Shite, Hawke thinks. She grinds her palms into the hollows of her eyes. Shite.

She'd been fine. She is fine. The sodding sun is still going to rise and set across the sky, and so will Satina and her pale twin. Days will pass. The wound in her stomach will ridge into scar tissue, will become just another jagged silver line, will become nothing but another memory made of flesh. Time will make a numbness of the pain; it won't hurt forever.

Death and dying and loss are things that Hawke has some experience in, unfortunate though it is.

But the truth is this:

No matter how much time passes, Hawke will think of Isabela, and will always feel the echo of that last desperate meeting of their eyes inside the chasm of her heart.

Three days after Anders clears her to walk through Lowtown—you can walk, Hawke, walking is not killing—Hawke slicks back her hair, and goes to work.

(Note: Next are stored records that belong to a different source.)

use chrono::NaiveDate;
use medtrack_core::db::open_db_in_memory;
use medtrack_core::repo::collections::CollectionStore;
use medtrack_core::{
    AdherenceService, FixedClock, MedicineDraft, MedicineListQuery, MedicineService,
    MemberService, ServiceError, SqliteKeyValueRepository,
};

fn draft(name: &str) -> MedicineDraft {
    MedicineDraft {
        name: name.to_string(),
        times: vec!["08:00".to_string()],
        stock_qty: 3,
        ..MedicineDraft::default()
    }
}

#[test]
fn deleting_member_removes_only_their_medicines() {
    let conn = open_db_in_memory().unwrap();
    let repo = SqliteKeyValueRepository::new(&conn);
    let clock = FixedClock::at_local(NaiveDate::from_ymd_opt(2024, 6, 10).unwrap(), 8, 0, 0)
        .unwrap();
    let members = MemberService::new(repo);
    let medicines = MedicineService::new(repo, &clock);

    let asha = members.add_member("Asha", "Mother", Some("62".to_string())).unwrap();
    let ravi = members.add_member("Ravi", "Father", None).unwrap();
    let a1 = medicines.add_medicine(&asha.id, draft("Metformin")).unwrap();
    let a2 = medicines.add_medicine(&asha.id, draft("Vitamin D")).unwrap();
    let r1 = medicines.add_medicine(&ravi.id, draft("Aspirin")).unwrap();

    AdherenceService::new(repo, &clock)
        .mark_taken(&a1.id, "08:00")
        .unwrap();

    let deletion = members.delete_member(&asha.id).unwrap();
    assert_eq!(deletion.member.id, asha.id);
    assert_eq!(deletion.removed_medicine_ids, vec![a1.id.clone(), a2.id.clone()]);

    let remaining = medicines
        .list_medicines(&MedicineListQuery::default())
        .unwrap();
    assert_eq!(remaining.len(), 1);
    assert_eq!(remaining[0].medicine.id, r1.id);
    assert_eq!(members.list_members().unwrap(), vec![ravi]);

    // History of the removed medicines stays in the store.
    let events = CollectionStore::new(repo).load_adherence().unwrap();
    assert_eq!(events.len(), 1);
    assert_eq!(events[0].medicine_id, a1.id);
}

#[test]
fn default_member_is_created_only_for_an_empty_household() {
    let conn = open_db_in_memory().unwrap();
    let members = MemberService::new(SqliteKeyValueRepository::new(&conn));

    let seeded = members.ensure_default_member().unwrap().unwrap();
    assert_eq!((seeded.name.as_str(), seeded.relationship.as_str()), ("Me", "Self"));

    members.delete_member(&seeded.id).unwrap();
    members.add_member("Ravi", "Father", None).unwrap();
    assert!(members.ensure_default_member().unwrap().is_none());
}

#[test]
fn blank_member_name_is_rejected() {
    let conn = open_db_in_memory().unwrap();
    let members = MemberService::new(SqliteKeyValueRepository::new(&conn));

    assert!(matches!(
        members.add_member("   ", "Self", None).unwrap_err(),
        ServiceError::Validation(_)
    ));
    assert!(members.list_members().unwrap().is_empty());
}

Dagger-shine cuts through the air as smoothly as it ever has, but every muscle yowls with betrayal. The estate's garden is a tomb of overrun weeds and watery sunlight through patchy clouds; green, blue, very pale gold.

There's no one around to see it happening when her legs give out and she collapses into the dust.

Hawke curses savagely about this weakness, and forces herself back into standing.

Champion.

The word crackles over Hawke's tongue; she chases it across her teeth. Who thought this would be a good idea? Thank you, Lady Hawke, for your service. Skewed near through, bleeding and screaming and fighting through the pain, trying to hold in her guts and Isabela, Maker, Bela

There isn't a point in dwelling on it.

The armour had been a nice touch, though.

Crimson and dusk and muted heather greys, Hawke had strapped herself into the armour that morning with the flat efficiency of someone who'd done it a hundred times before. A thousand times before. Her fingers remember the steps, belts and buckles, silverite-shadow nightmare claws to tear through the world and leave it behind her in ribbons.

She might not be able to hold a sodding dagger straight, but she can still damn well pull on a set of armour.

But Hawke's second attempt at the whole daggers muckabout isn't much better than the first.

Andraste's arse, it's a travesty, really.

Hawke sprawls on the ground panting, staring up at the pale blue of the sky, hot and irritable and grinding her jaw on nothing. Even her bones ache. It's all so heavy.

She doesn't know how long she lays there.

Worse: she doesn't want to know. Her body doesn't work. Ignoring a healer's advice is long, awful habit—Hawke had ignored her father when he'd patched up her skinned knees, and she'd ignored Bethany when she had magicked away Hawke's black eyes. Ignoring Anders' medical instruction is only staying the course, ships and sails and going where the wind blows.

And thinking of the wind always makes Hawke think about Isabela, and then it's all moot, anyway.

She forces herself into standing, wrestling with her own weakness about it, because it's stupid, it's so stupid, and Hawke knows that it's so stupid but that doesn't mean she knows how to make it stop. Her daggers laugh at her in the sunlight, long beautiful blades that have ground-in sweat marks where her fingers sit when she holds them right.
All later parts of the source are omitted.